It wasn't long into our conversation when Shaw noted that his father, Archer Shaw, and my grandfather, Maurice, had worked together at the Plain Dealer at the turn of the century. He as associate editor, my grandad as politics writer and theater critic. I said to myself, it’s my name he wants, not me or my great talents. My ego sank. I was hurt inside. Yes, Doc, it hurt.

It sank even deeper when I was told that there weren't any real reporter or editing jobs open at the moment; that I would have to start as a copy boy. Oh my God, I thought to myself, how much can my fragile manhood take?
Enough of this “boy” stuff!

But I sucked it up, Doctor, and took the job, still at $35 a week. I forgot to tell you that part of the job was to clean and fill paste pots. Each writer had a coffee cup filled with paste, necessary to clip and paste copy after proof reading or edits. It was a messy job, especially when you consider how easy it is to cut and paste on the computer these days.

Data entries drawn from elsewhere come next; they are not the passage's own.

use criterion::{black_box, criterion_group, criterion_main, BenchmarkId, Criterion};
use reporter_core::{Block, LedgerAggregator, MemoryStore, Output, Transaction};
use std::sync::Arc;

fn block_with(transactions: usize) -> Block {
    let mut block = Block::new(1, 0);
    block.miner_payouts.push(Output::to_address("10", "01miner"));
    for i in 0..transactions {
        block.transactions.push(Transaction {
            coin_inputs: vec![Output::to_address("25.5", format!("01from{}", i % 50))],
            coin_outputs: vec![
                Output::to_address("20", format!("01to{}", i % 80)),
                Output::to_address("5.4", format!("01from{}", i % 50)),
            ],
            ..Default::default()
        });
    }
    block
}

fn bench_deltas(c: &mut Criterion) {
    let mut group = c.benchmark_group("deltas");
    for size in [10, 100, 1000] {
        let block = block_with(size);
        group.bench_with_input(BenchmarkId::from_parameter(size), &block, |b, block| {
            b.iter(|| LedgerAggregator::deltas(black_box(block)).unwrap())
        });
    }
    group.finish();
}

fn bench_apply(c: &mut Criterion) {
    let block = block_with(100);
    let ledger = LedgerAggregator::new(Arc::new(MemoryStore::new()));
    c.bench_function("apply_block_100", |b| {
        b.iter(|| ledger.apply_block(black_box(&block)).unwrap())
    });
}

criterion_group!(benches, bench_deltas, bench_apply);
criterion_main!(benches);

My plan was to do a first class job, even with the paste pots. (Which I became very good at, by the way.) I’d get to know the territory and become friendly with some of the big guys that I admired. One of them was Dick Peters, a genuine Yalie, who looked the part. Like Shaw, he was tall, with silvering, thinning, graying hair, in his early 40's and straight as an arrow. I learned that he’d been General Douglas MacArthur’s PR guy during the war in the Pacific. I fantasized that he was there when MacArthur made his famous return to the Philippines. Maybe he even wrote the line.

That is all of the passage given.